ALDRICH PONDS (Roosevelt and Stewart Lakes): trout
Aldrich Ponds are located on the Phillips W. Schneider Wildlife Management Area which is currently closed to all access from Feb. 1 –April 14 to protect big game wintering.
BULL PRAIRIE RESERVOIR: rainbow and brook trout
The reservoir has frozen and ice fishing is available. Fishing should be fair since trophy sized trout were stocked in September but no reports have been received. Road access may be limited due to snow.
GRANDE RONDE RIVER: trout, whitefish, bass, steelhead
The Grande Ronde is very high and fishing will be difficult.
Similar to other Columbia Basin runs, the Grande Ronde stock is tracking below expectations this year. On the upside, a large majority of the returning fish are two-salt meaning larger average size. Harvest is limited to three hatchery steelhead per day and must be recorded on the Combined Angling Tag. A Columbia River Basin Endorsement is also required.

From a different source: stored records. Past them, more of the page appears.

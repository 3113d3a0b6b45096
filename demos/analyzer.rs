use clap::Parser;
use obsidian_markdown::prelude::*;
use petgraph::algo::connected_components;
use std::{collections::HashMap, path::PathBuf, time::Instant};
use tracing_subscriber::EnvFilter;

fn parse_path(s: &str) -> Result<PathBuf, String> {
    let path = PathBuf::from(s);

    if !path.is_dir() {
        return Err(format!("{} is not dir", path.display()));
    }

    Ok(path)
}

#[derive(Parser, Debug)]
struct Args {
    /// Path to the vault
    #[arg(long, value_parser = parse_path)]
    path: PathBuf,

    /// Also read dot-files and dot-directories
    #[arg(long)]
    include_hidden: bool,

    /// Write every note as HTML into this directory
    #[arg(long)]
    html: Option<PathBuf>,
}

fn main() {
    tracing_subscriber::fmt()
        .with_env_filter(EnvFilter::from_default_env())
        .init();

    let args = Args::parse();

    let open_vault = Instant::now();
    let options = VaultOptions::new(&args.path).include_hidden(args.include_hidden);
    let vault = Vault::par_open(&options).unwrap();

    println!("Time open vault: {:.2?}", open_vault.elapsed());
    println!("Count notes: {}", vault.count_notes());
    println!(
        "Todo notes: {}",
        vault.notes().iter().filter(|note| note.is_todo()).count()
    );
    println!(
        "Check unique note name by name: {}",
        !vault.par_have_duplicates_by_name()
    );

    let word_count: usize = vault.notes().iter().map(Note::count_words).sum();
    println!("Word count: {word_count}");

    let mut tags: HashMap<String, usize> = HashMap::new();
    for tag in vault.notes().iter().flat_map(Note::tags) {
        *tags.entry(tag).or_default() += 1;
    }

    let mut tags: Vec<_> = tags.into_iter().collect();
    tags.sort_unstable_by(|(a, a_count), (b, b_count)| b_count.cmp(a_count).then(a.cmp(b)));
    println!("Top tags: {:?}", tags.iter().take(10).collect::<Vec<_>>());

    let get_graph = Instant::now();
    let graph = vault.par_link_graph();
    let ungraph = graph.to_ungraph();

    println!("Time get graph: {:.2?}", get_graph.elapsed());
    println!("Count nodes in graph: {}", ungraph.node_count());
    println!("Count edges in graph: {}", ungraph.edge_count());
    println!(
        "connected components in graph: {}",
        connected_components(&ungraph)
    );

    if let Some(hub) = graph
        .notes()
        .into_iter()
        .max_by_key(|note| graph.backlinks(note).len())
    {
        println!("Knowledge hub: {hub} ({} backlinks)", graph.backlinks(hub).len());
    }

    if let Some(out_dir) = args.html {
        let renderer = render::html::renderer(HtmlOptions::default());
        std::fs::create_dir_all(&out_dir).unwrap();

        for note in vault.notes() {
            if let Some(name) = note.name() {
                let html = render(note.parsed(), &renderer);
                std::fs::write(out_dir.join(format!("{name}.html")), html).unwrap();
            }
        }

        println!("HTML written to {}", out_dir.display());
    }
}
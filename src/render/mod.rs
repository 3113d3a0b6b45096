//! Generic renderer over [`ParseResult`]
//!
//! A [`Renderer`] is a table with exactly one render function per
//! [`InlineToken`] and [`BlockToken`] variant plus a `join` that combines
//! sibling outputs. Every field is required, so an incomplete table does not compile.
//!
//! Render functions that own nested content call back into
//! [`RenderContext::inline`] or [`RenderContext::blocks`]; the dispatch itself
//! knows nothing about what a node means.
//!
//! # Example
//! ```
//! use obsidian_markdown::prelude::*;
//!
//! let result = parse("Go to [[Home|home page]]");
//!
//! let renderer = render::html::renderer(HtmlOptions::default()).with_wikilink(|link, _| {
//!     format!("<a href=\"/wiki/{}\">{}</a>", link.target, link.label())
//! });
//!
//! assert_eq!(
//!     render(&result, &renderer),
//!     "<p>Go to <a href=\"/wiki/Home\">home page</a></p>\n"
//! );
//! ```

pub mod html;
pub mod plain_text;

use crate::ast::{
    BlockToken, Callout, CodeBlock, Heading, Image, InlineToken, Link, List, ParseResult, Table,
    WikiLink,
};

/// Render function for one node kind with payload `N`
pub type RenderFn<'a, N, T> = Box<dyn Fn(&N, &RenderContext<'_, T>) -> T + Send + Sync + 'a>;

/// Combines sibling outputs into one
pub type JoinFn<'a, T> = Box<dyn Fn(Vec<T>) -> T + Send + Sync + 'a>;

/// Box a closure as a [`RenderFn`]
pub fn render_fn<'a, N, T>(
    f: impl Fn(&N, &RenderContext<'_, T>) -> T + Send + Sync + 'a,
) -> RenderFn<'a, N, T>
where
    N: ?Sized,
{
    Box::new(f)
}

/// Box a closure as a [`JoinFn`]
pub fn join_fn<'a, T>(f: impl Fn(Vec<T>) -> T + Send + Sync + 'a) -> JoinFn<'a, T> {
    Box::new(f)
}

/// Handle passed to every render function
pub struct RenderContext<'r, T> {
    renderer: &'r Renderer<'r, T>,
}

impl<'r, T> RenderContext<'r, T> {
    /// Render an inline sequence with the same [`Renderer`]
    pub fn inline(&self, tokens: &[InlineToken]) -> T {
        self.renderer.render_inline(tokens)
    }

    /// Render a block sequence with the same [`Renderer`]
    pub fn blocks(&self, tokens: &[BlockToken]) -> T {
        self.renderer.render_blocks(tokens)
    }

    /// The [`Renderer`] driving this pass
    #[must_use]
    pub const fn renderer(&self) -> &'r Renderer<'r, T> {
        self.renderer
    }
}

/// Per-variant render table producing `T`
///
/// Built-in tables: [`html::renderer`] and [`plain_text::renderer`].
/// Start from one of them and replace entries with the `with_*` methods,
/// or fill every field for a completely custom output type.
pub struct Renderer<'a, T> {
    pub text: RenderFn<'a, str, T>,
    pub bold: RenderFn<'a, [InlineToken], T>,
    pub italic: RenderFn<'a, [InlineToken], T>,
    pub bold_italic: RenderFn<'a, [InlineToken], T>,
    pub strikethrough: RenderFn<'a, [InlineToken], T>,
    pub highlight: RenderFn<'a, [InlineToken], T>,
    pub code: RenderFn<'a, str, T>,
    pub link: RenderFn<'a, Link, T>,
    pub image: RenderFn<'a, Image, T>,
    pub wikilink: RenderFn<'a, WikiLink, T>,

    /// Receives the embed target
    pub embed: RenderFn<'a, str, T>,
    pub line_break: RenderFn<'a, (), T>,

    pub paragraph: RenderFn<'a, [InlineToken], T>,
    pub heading: RenderFn<'a, Heading, T>,
    pub code_block: RenderFn<'a, CodeBlock, T>,
    pub blockquote: RenderFn<'a, [BlockToken], T>,
    pub callout: RenderFn<'a, Callout, T>,
    pub list: RenderFn<'a, List, T>,
    pub table: RenderFn<'a, Table, T>,
    pub horizontal_rule: RenderFn<'a, (), T>,

    /// Receives raw HTML, unsanitized
    pub html: RenderFn<'a, str, T>,

    pub join: JoinFn<'a, T>,
}

impl<T> std::fmt::Debug for Renderer<'_, T> {
    fn fmt(&self, f: &mut std::fmt::Formatter<'_>) -> std::fmt::Result {
        f.debug_struct("Renderer").finish_non_exhaustive()
    }
}

macro_rules! impl_overlay {
    ($($name:ident => $field:ident: $payload:ty),* $(,)?) => {
        $(
            #[doc = concat!("Replace the `", stringify!($field), "` render function")]
            #[must_use]
            pub fn $name(
                mut self,
                f: impl Fn(&$payload, &RenderContext<'_, T>) -> T + Send + Sync + 'a,
            ) -> Self {
                self.$field = Box::new(f);
                self
            }
        )*
    };
}

impl<'a, T> Renderer<'a, T> {
    impl_overlay!(
        with_text => text: str,
        with_bold => bold: [InlineToken],
        with_italic => italic: [InlineToken],
        with_bold_italic => bold_italic: [InlineToken],
        with_strikethrough => strikethrough: [InlineToken],
        with_highlight => highlight: [InlineToken],
        with_code => code: str,
        with_link => link: Link,
        with_image => image: Image,
        with_wikilink => wikilink: WikiLink,
        with_embed => embed: str,
        with_line_break => line_break: (),
        with_paragraph => paragraph: [InlineToken],
        with_heading => heading: Heading,
        with_code_block => code_block: CodeBlock,
        with_blockquote => blockquote: [BlockToken],
        with_callout => callout: Callout,
        with_list => list: List,
        with_table => table: Table,
        with_horizontal_rule => horizontal_rule: (),
        with_html => html: str,
    );

    /// Replace the `join` function
    #[must_use]
    pub fn with_join(mut self, f: impl Fn(Vec<T>) -> T + Send + Sync + 'a) -> Self {
        self.join = Box::new(f);
        self
    }

    /// Render an inline sequence, joining sibling outputs
    pub fn render_inline(&self, tokens: &[InlineToken]) -> T {
        let ctx = RenderContext { renderer: self };
        let outputs = tokens
            .iter()
            .map(|token| self.render_inline_token(token, &ctx))
            .collect();

        (self.join)(outputs)
    }

    /// Render a block sequence, joining sibling outputs
    pub fn render_blocks(&self, tokens: &[BlockToken]) -> T {
        let ctx = RenderContext { renderer: self };
        let outputs = tokens
            .iter()
            .map(|token| self.render_block_token(token, &ctx))
            .collect();

        (self.join)(outputs)
    }

    fn render_inline_token(&self, token: &InlineToken, ctx: &RenderContext<'_, T>) -> T {
        match token {
            InlineToken::Text { content } => (self.text)(content, ctx),
            InlineToken::Bold { children } => (self.bold)(children, ctx),
            InlineToken::Italic { children } => (self.italic)(children, ctx),
            InlineToken::BoldItalic { children } => (self.bold_italic)(children, ctx),
            InlineToken::Strikethrough { children } => (self.strikethrough)(children, ctx),
            InlineToken::Highlight { children } => (self.highlight)(children, ctx),
            InlineToken::Code { content } => (self.code)(content, ctx),
            InlineToken::Link(link) => (self.link)(link, ctx),
            InlineToken::Image(image) => (self.image)(image, ctx),
            InlineToken::WikiLink(wikilink) => (self.wikilink)(wikilink, ctx),
            InlineToken::Embed { target } => (self.embed)(target, ctx),
            InlineToken::LineBreak => (self.line_break)(&(), ctx),
        }
    }

    fn render_block_token(&self, token: &BlockToken, ctx: &RenderContext<'_, T>) -> T {
        match token {
            BlockToken::Paragraph { children } => (self.paragraph)(children, ctx),
            BlockToken::Heading(heading) => (self.heading)(heading, ctx),
            BlockToken::CodeBlock(code_block) => (self.code_block)(code_block, ctx),
            BlockToken::Blockquote { children } => (self.blockquote)(children, ctx),
            BlockToken::Callout(callout) => (self.callout)(callout, ctx),
            BlockToken::List(list) => (self.list)(list, ctx),
            BlockToken::Table(table) => (self.table)(table, ctx),
            BlockToken::HorizontalRule => (self.horizontal_rule)(&(), ctx),
            BlockToken::Html { content } => (self.html)(content, ctx),
        }
    }
}

/// Render a whole document
///
/// Walks the top-level blocks in order and combines them with [`Renderer::join`].
#[cfg_attr(feature = "tracing", tracing::instrument(skip_all, fields(blocks = result.tokens.len())))]
pub fn render<T>(result: &ParseResult, renderer: &Renderer<'_, T>) -> T {
    #[cfg(feature = "tracing")]
    tracing::trace!("Render document");

    renderer.render_blocks(&result.tokens)
}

HOLLIDAY PARK POND: rainbow trout
Holliday Park Pond was stocked with trophy sized trout the last week of September and fishing should be fair. An ADA fishing dock for anglers with disabilities is available.
IMNAHA RIVER: steelhead, trout, bass
Flows have made for a tough spring fishing the Imnaha. The river should continue to drop and fishing should start to improve this week.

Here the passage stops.